There has been a lot of discussion on Twitter here in Ireland regarding the creation of a new force – or forces – in Irish Politics. The recent Irish Times/MRBI© Opinion poll puts Sinn Fein on 21% making it the second largest party, in terms of popular support. This would have been unheard of five years ago never mind ten or twenty. The government parties (Fine Gale and Labour) still enjoy the support of the majority, all be it by the tightest of margins. As an electorate we have allowed ourselves to be lead at times by individuals who quite seriously could not run a golf club. We have allowed an oath of allegiance and a treaty boundary to dictate who we vote for. Politics does not come into it, ideology, most certainly not.  Even though most ideology moves to a more pragmatic centre ground once you have to actually govern…but even besides that…for the majority we are happy for our politicians to sit on the fence. No one wants to pay for services, yet no one wants services reduced. Even on other issues most are happy to play on both sides. A recent example is Sinn Fein’s pronouncements on the X Case legislation, we’re pro-life – and we’re pro-choice! They are not alone in this – they all do it because they have a constant eye on the next election. We badly need reform of certain public services (and certain public servants) and we badly need governmental reform in the body politic.
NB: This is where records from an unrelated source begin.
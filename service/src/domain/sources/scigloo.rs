use crate::domain::{
    sources::{ImportedAuthor, SourceAdapter, first_match},
    xml::XmlDocument,
};

/// Alternate index export: flat records with an `authors` list and a `pubtype`
pub struct SciglooSource;

const TYPES: [(&str, &str); 8] = [
    ("Article", "publication_journal-article"),
    ("Journal article", "publication_journal-article"),
    ("Review", "publication_review-article"),
    ("Book", "publication_book"),
    ("Chapter", "publication_book-chapter"),
    ("Conference", "conference_paper"),
    ("Conference paper", "conference_paper"),
    ("Report", "publication_report"),
];

impl SourceAdapter for SciglooSource {
    fn tag(&self) -> &'static str {
        "scigloo"
    }

    fn extract_authors(&self, xml: &XmlDocument) -> Vec<ImportedAuthor> {
        xml.select("//authors/author")
            .into_iter()
            .filter_map(|author| {
                let imported = match author.value("surname") {
                    Some(surname) => ImportedAuthor::new(author.value("firstname"), surname),
                    // older exports only carry "Surname, Firstname" as text
                    None => ImportedAuthor::from_name(&author.text())?,
                };
                Some(imported.with_affiliation(author.value("affiliation")))
            })
            .collect()
    }

    fn suggest_publication_type(&self, xml: &XmlDocument) -> Option<&'static str> {
        let pubtype = xml.value("//pubtype")?;
        first_match(&[pubtype], &TYPES)
    }
}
If we agree that the whip system is the right way to continue, then don’t be surprised when your local TD votes along party lines against a burning local issue. Personally I believe that any TD elected for a party who loses the whip, should lose their seat. I have never voted for personalities, I vote for party candidates based on published manifestos. So if an individual resigns from that responsibility, they have let many of the people who voted them in down. We need solid and stable fix term government, and it is time that people woke up and started to take up the mantle and decide if what they are being offered is good enough. There are many fine people in all political parties and many more from none. Many of us seek a home politically – and simply – cannot find it within the current offering.